I'll try to explain it in brief:
The brain has different regions used for different purposes. The brain is NOT symmetrical in how it divides up these different purposes. For example, in most human brains, the regions that control speech (Broca's area, which controls the ability to produce speech, and Wernicke's areas, which controls the ability to understand speech) tend to be found on the left half of the brain (the left hemisphere).
The way the brain-body connection is "wired", the signals controlling the body are crossed: the left hemisphere controls the right side of the body while the right hemisphere controls the left side of the body. Therefore, in the majority of humans, right-handed people are powered by their left hemisphere. As you'd expect, left-handed people in general are powered by their right hemisphere (although this gets pretty complicated and there are many exceptions).
Now, because of the above, and because the 2 hemispheres each have their own specializations, it is possible and perhaps probable that if a right-handed person is therefore powered by their left hemisphere, and language is located in the left hemisphere, then right-handed people have a better felicity for language-based things, simply because their left hemisphere is more dominant (as manifest by handedness). Other specialities found in the left hemisphere include areas for speech structure, mania, and rationalization.

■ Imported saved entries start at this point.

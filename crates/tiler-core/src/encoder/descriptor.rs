//! Deep Zoom `.dzi` descriptor

use super::{EncodeError, TileFormat};

const DZI_NAMESPACE: &str = "http://schemas.microsoft.com/deepzoom/2008";

/// Contents of a `.dzi` file
#[derive(Debug, Clone, Copy, PartialEq, Eq)]
pub struct DziDescriptor {
    pub width: u32,
    pub height: u32,
    pub tile_size: u32,
    pub overlap: u32,
    pub format: TileFormat,
}

impl DziDescriptor {
    pub fn to_xml(&self) -> String {
        format!(
            "<?xml version=\"1.0\" encoding=\"UTF-8\"?>\n\
             <Image xmlns=\"{ns}\" Format=\"{format}\" \
             Overlap=\"{overlap}\" TileSize=\"{tile}\">\n  \
             <Size Height=\"{height}\" Width=\"{width}\"/>\n\
             </Image>\n",
            ns = DZI_NAMESPACE,
            format = self.format.extension(),
            overlap = self.overlap,
            tile = self.tile_size,
            height = self.height,
            width = self.width,
        )
    }

    /// Reads the attributes back out of a descriptor.
    ///
    /// Only the attributes this crate writes are understood; anything else in
    /// the document is ignored.
    pub fn parse(xml: &str) -> Result<Self, EncodeError> {
        let format_ext = attribute(xml, "Format")?;
        let format = TileFormat::from_extension(format_ext).ok_or_else(|| {
            EncodeError::InvalidDescriptor(format!("unsupported tile format '{format_ext}'"))
        })?;

        Ok(Self {
            width: numeric_attribute(xml, "Width")?,
            height: numeric_attribute(xml, "Height")?,
            tile_size: numeric_attribute(xml, "TileSize")?,
            overlap: numeric_attribute(xml, "Overlap")?,
            format,
        })
    }
}

fn attribute<'a>(xml: &'a str, name: &str) -> Result<&'a str, EncodeError> {
    let needle = format!(" {name}=\"");
    let start = xml
        .find(&needle)
        .map(|idx| idx + needle.len())
        .ok_or_else(|| EncodeError::InvalidDescriptor(format!("missing {name} attribute")))?;
    let len = xml[start..]
        .find('"')
        .ok_or_else(|| EncodeError::InvalidDescriptor(format!("unterminated {name} attribute")))?;
    Ok(&xml[start..start + len])
}

fn numeric_attribute(xml: &str, name: &str) -> Result<u32, EncodeError> {
    let raw = attribute(xml, name)?;
    raw.parse()
        .map_err(|_| EncodeError::InvalidDescriptor(format!("{name}=\"{raw}\" is not a number")))
}
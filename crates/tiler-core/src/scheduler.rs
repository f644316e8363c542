//! Fire-and-forget job acceptance
//!
//! [`JobScheduler::submit`] validates a job, records it as pending and puts it
//! on a bounded queue, returning an acknowledgement straight away. A
//! dispatcher task pulls jobs off the queue and runs each one as its own
//! tokio task, with at most `max_concurrent_jobs` in flight.

use crate::config::SchedulerConfig;
use crate::error::Error;
use crate::job::TilingJob;
use crate::orchestrator::TilingOrchestrator;
use crate::status::{JobStatus, StatusRegistry};
use chrono::{DateTime, Utc};
use serde::Serialize;
use std::sync::{Arc, Mutex};
use thiserror::Error;
use tokio::sync::{mpsc, Semaphore};
use tokio::task::{JoinHandle, JoinSet};
use tokio_util::sync::CancellationToken;
use tracing::{debug, error, info};

/// Returned as soon as a job is queued
#[derive(Debug, Clone, PartialEq, Eq, Serialize)]
pub struct JobAck {
    pub message: String,
    pub job: TilingJob,
    pub accepted_at: DateTime<Utc>,
}

/// Why a job was not accepted
#[derive(Error, Debug)]
pub enum SubmitError {
    #[error(transparent)]
    Invalid(#[from] Error),

    #[error("Job queue is full ({capacity} jobs waiting)")]
    QueueFull { capacity: usize },

    #[error("Scheduler is no longer accepting jobs")]
    Closed,
}

/// A queued job and the status entry it reports to
#[derive(Debug)]
struct Queued {
    job: TilingJob,
    submission: u64,
}

/// Accepts jobs and runs them in the background
#[derive(Debug)]
pub struct JobScheduler {
    sender: Mutex<Option<mpsc::Sender<Queued>>>,
    dispatcher: Mutex<Option<JoinHandle<()>>>,
    status: StatusRegistry,
    cancel: CancellationToken,
    config: SchedulerConfig,
}

impl JobScheduler {
    /// Start the dispatcher. Must be called from within a tokio runtime.
    ///
    /// The orchestrator is wired to the scheduler's status registry.
    pub fn start(orchestrator: TilingOrchestrator, config: SchedulerConfig) -> Self {
        let status = StatusRegistry::new();
        let orchestrator = Arc::new(orchestrator.with_status(status.clone()));
        let (sender, receiver) = mpsc::channel(config.queue_capacity.max(1));
        let cancel = CancellationToken::new();

        let dispatcher = tokio::spawn(dispatch(
            receiver,
            orchestrator,
            Arc::new(Semaphore::new(config.max_concurrent_jobs.max(1))),
            cancel.clone(),
        ));

        info!(
            max_concurrent_jobs = config.max_concurrent_jobs,
            queue_capacity = config.queue_capacity,
            "Job scheduler started"
        );

        Self {
            sender: Mutex::new(Some(sender)),
            dispatcher: Mutex::new(Some(dispatcher)),
            status,
            cancel,
            config,
        }
    }

    /// Queue a job without waiting for it to run
    pub fn submit(&self, job: TilingJob) -> Result<JobAck, SubmitError> {
        job.validate()?;

        let sender = self.sender.lock().unwrap_or_else(|p| p.into_inner());
        let sender = sender.as_ref().ok_or(SubmitError::Closed)?;

        // A rejected job leaves any earlier entry for the same id alone.
        let submission = self.status.admit(&job, |submission| {
            let queued = Queued {
                job: job.clone(),
                submission,
            };
            sender.try_send(queued).map_err(|err| match err {
                mpsc::error::TrySendError::Full(_) => SubmitError::QueueFull {
                    capacity: self.config.queue_capacity,
                },
                mpsc::error::TrySendError::Closed(_) => SubmitError::Closed,
            })
        })?;

        info!(image_id = %job.image_id, submission, "Accepted tiling job");
        Ok(JobAck {
            message: "Tiling job accepted and started in the background.".to_string(),
            job,
            accepted_at: Utc::now(),
        })
    }

    pub fn status(&self, image_id: &str) -> Option<JobStatus> {
        self.status.get(image_id)
    }

    /// Every job seen so far, oldest first
    pub fn statuses(&self) -> Vec<JobStatus> {
        self.status.snapshot()
    }

    pub fn registry(&self) -> &StatusRegistry {
        &self.status
    }

    /// Stop accepting jobs and wait until queued and running jobs finish
    pub async fn drain(&self) {
        self.sender
            .lock()
            .unwrap_or_else(|p| p.into_inner())
            .take();

        let handle = self
            .dispatcher
            .lock()
            .unwrap_or_else(|p| p.into_inner())
            .take();
        if let Some(handle) = handle {
            if let Err(err) = handle.await {
                error!("Job dispatcher panicked: {}", err);
            }
        }
        info!("Job scheduler drained");
    }

    /// Like [`drain`](Self::drain), but running jobs stop at their next stage
    /// boundary and queued jobs fail before downloading
    pub async fn shutdown(&self) {
        info!("Shutting down job scheduler");
        self.cancel.cancel();
        self.drain().await;
    }
}

async fn dispatch(
    mut receiver: mpsc::Receiver<Queued>,
    orchestrator: Arc<TilingOrchestrator>,
    slots: Arc<Semaphore>,
    cancel: CancellationToken,
) {
    let mut running = JoinSet::new();

    while let Some(Queued { job, submission }) = receiver.recv().await {
        let Ok(permit) = Arc::clone(&slots).acquire_owned().await else {
            break;
        };
        debug!(image_id = %job.image_id, "Dispatching tiling job");

        let orchestrator = Arc::clone(&orchestrator);
        let token = cancel.child_token();
        running.spawn(async move {
            let _permit = permit;
            orchestrator
                .process_submission(job, submission, token)
                .await;
        });

        while let Some(finished) = running.try_join_next() {
            if let Err(err) = finished {
                error!("Tiling task panicked: {}", err);
            }
        }
    }

    while let Some(finished) = running.join_next().await {
        if let Err(err) = finished {
            error!("Tiling task panicked: {}", err);
        }
    }
}
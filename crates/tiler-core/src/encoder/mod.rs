//! Pyramid encoding
//!
//! The pipeline drives encoding through the [`PyramidEncoder`] trait and does
//! not look at the source format itself. [`DeepZoomEncoder`] is the bundled
//! implementation; it writes a `.dzi` descriptor and one directory of tiles per
//! level.

mod deepzoom;
mod descriptor;

pub use deepzoom::DeepZoomEncoder;
pub use descriptor::DziDescriptor;

use serde::{Deserialize, Serialize};
use std::path::{Path, PathBuf};
use thiserror::Error;

/// Errors raised while building a pyramid
#[derive(Error, Debug)]
pub enum EncodeError {
    #[error("Image error: {0}")]
    Image(#[from] image::ImageError),

    #[error("IO error: {0}")]
    Io(#[from] std::io::Error),

    #[error("Invalid encoder options: {0}")]
    InvalidOptions(String),

    #[error("Invalid descriptor: {0}")]
    InvalidDescriptor(String),

    #[error("Image of {width}x{height} needs more than {limit} bytes decoded")]
    TooLarge { width: u32, height: u32, limit: u64 },
}

/// Which levels are materialized
#[derive(Debug, Clone, Copy, PartialEq, Eq, Serialize, Deserialize)]
#[serde(rename_all = "lowercase")]
pub enum LevelGranularity {
    /// Every power-of-two level down to 1x1
    OnePixel,
    /// Stop at the first level that fits in a single tile
    OneTile,
}

/// Tile file format
#[derive(Debug, Clone, Copy, PartialEq, Eq, Serialize, Deserialize)]
#[serde(rename_all = "lowercase")]
pub enum TileFormat {
    Jpeg,
    Png,
}

impl TileFormat {
    /// File extension and DZI `Format` attribute
    pub fn extension(&self) -> &'static str {
        match self {
            TileFormat::Jpeg => "jpg",
            TileFormat::Png => "png",
        }
    }

    pub fn from_extension(ext: &str) -> Option<Self> {
        match ext.to_ascii_lowercase().as_str() {
            "jpg" | "jpeg" => Some(TileFormat::Jpeg),
            "png" => Some(TileFormat::Png),
            _ => None,
        }
    }
}

/// Encoder parameters
#[derive(Debug, Clone, PartialEq, Eq, Serialize, Deserialize)]
#[serde(default)]
pub struct EncodeOptions {
    /// Tile edge in pixels
    pub tile_size: u32,
    /// Pixels shared between neighbouring tiles
    pub overlap: u32,
    /// JPEG quality, 1-100
    pub quality: u8,
    pub level_granularity: LevelGranularity,
    pub format: TileFormat,
    /// Descriptor is `<base_name>.dzi`, tiles live in `<base_name>_files/`
    pub base_name: String,
    /// Upper bound on decoded pixel memory; larger sources are rejected
    /// before decoding
    pub max_decoded_bytes: u64,
}

impl Default for EncodeOptions {
    fn default() -> Self {
        Self {
            tile_size: 256,
            overlap: 0,
            quality: 85,
            level_granularity: LevelGranularity::OnePixel,
            format: TileFormat::Jpeg,
            base_name: "image".to_string(),
            max_decoded_bytes: 16 * 1024 * 1024 * 1024, // 16GB
        }
    }
}

impl EncodeOptions {
    pub fn validate(&self) -> Result<(), EncodeError> {
        if self.tile_size == 0 {
            return Err(EncodeError::InvalidOptions("tile_size must be positive".into()));
        }
        if self.overlap >= self.tile_size {
            return Err(EncodeError::InvalidOptions(format!(
                "overlap {} must be smaller than tile_size {}",
                self.overlap, self.tile_size
            )));
        }
        if !(1..=100).contains(&self.quality) {
            return Err(EncodeError::InvalidOptions(format!(
                "quality {} is outside 1-100",
                self.quality
            )));
        }
        if self.base_name.is_empty() || self.base_name.contains(['/', '\\']) {
            return Err(EncodeError::InvalidOptions(format!(
                "base_name '{}' must be a plain file name",
                self.base_name
            )));
        }
        Ok(())
    }
}

/// Dimensions and tile grid of one pyramid level
#[derive(Debug, Clone, Copy, PartialEq, Eq)]
pub struct LevelInfo {
    pub level: u32,
    pub width: u32,
    pub height: u32,
    pub columns: u32,
    pub rows: u32,
}

impl LevelInfo {
    pub fn tile_count(&self) -> u64 {
        u64::from(self.columns) * u64::from(self.rows)
    }
}

/// What an encoder produced on disk
#[derive(Debug, Clone, PartialEq)]
pub struct PyramidLayout {
    pub width: u32,
    pub height: u32,
    pub tile_size: u32,
    pub overlap: u32,
    pub format: TileFormat,
    /// Levels from coarsest to finest
    pub levels: Vec<LevelInfo>,
    pub descriptor_path: PathBuf,
    pub tiles_dir: PathBuf,
}

impl PyramidLayout {
    pub fn tile_count(&self) -> u64 {
        self.levels.iter().map(LevelInfo::tile_count).sum()
    }

    /// Tiles plus the descriptor
    pub fn file_count(&self) -> u64 {
        self.tile_count() + 1
    }
}

/// Level grid for an image, coarsest level first.
///
/// Level `n` is the full-resolution image where `n = ceil(log2(max(w, h)))`;
/// each lower level halves the dimensions, rounding up.
pub fn plan_levels(width: u32, height: u32, options: &EncodeOptions) -> Vec<LevelInfo> {
    let mut dims = vec![(width.max(1), height.max(1))];
    while let Some(&(w, h)) = dims.last() {
        if w == 1 && h == 1 {
            break;
        }
        dims.push((w.div_ceil(2), h.div_ceil(2)));
    }

    let max_level = (dims.len() - 1) as u32;
    let mut levels: Vec<LevelInfo> = dims
        .into_iter()
        .enumerate()
        .map(|(i, (w, h))| LevelInfo {
            level: max_level - i as u32,
            width: w,
            height: h,
            columns: w.div_ceil(options.tile_size),
            rows: h.div_ceil(options.tile_size),
        })
        .collect();

    if options.level_granularity == LevelGranularity::OneTile {
        if let Some(first_single) = levels
            .iter()
            .position(|l| l.width <= options.tile_size && l.height <= options.tile_size)
        {
            levels.truncate(first_single + 1);
        }
    }

    levels.reverse();
    levels
}

/// Turns a source image into a tile pyramid on local disk.
///
/// Implementations are blocking; the orchestrator runs them on the blocking
/// thread pool.
pub trait PyramidEncoder: Send + Sync + std::fmt::Debug {
    /// Encode `source` into `output_dir`, returning what was written
    fn encode(
        &self,
        source: &Path,
        output_dir: &Path,
        options: &EncodeOptions,
    ) -> Result<PyramidLayout, EncodeError>;
}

Similarly, left-handed people are mostly powered by their right hemisphere. It turns out, the right hemisphere seems to contain the brain regions dedicated to spatial comprehension, timing, sequencing, geometry, picture-storage, and music-based sensory. <-- One can guess that because many of these right hemisphere traits are associated with art/music, then perhaps many artists/musicians are left-handed.
How do scientists figure out which hemisphere controls what? Well, there is a part of the brain called the Corpus Callosum, which connects the left and right hemispheres so that they can communicate with each other (this is why the image we see through our eyes is not 2 separate "windows" but rather one unified picture - - - because the hemispheres are able to communicate with each other to create a single "window").
Now, in some patients with severe seizure disorders, the only treatment for them is to cut the Corpus Callosum so that they can still function but their seizures won't be able to cross over to the opposite hemisphere and screw up those functions. In these patients, whose Corpus Callosum has now been cut, their left and right hemispheres cannot communicate with each other. These patients can still get on with life (since most daily tasks don't really require both hemispheres teaming up together anyway), but scientists are able to do all sorts of visual, musical, and lingustical tests while they visualize the brain on PET/MRI scans to see which areas light up during certain tasks. Pretty cool stuff!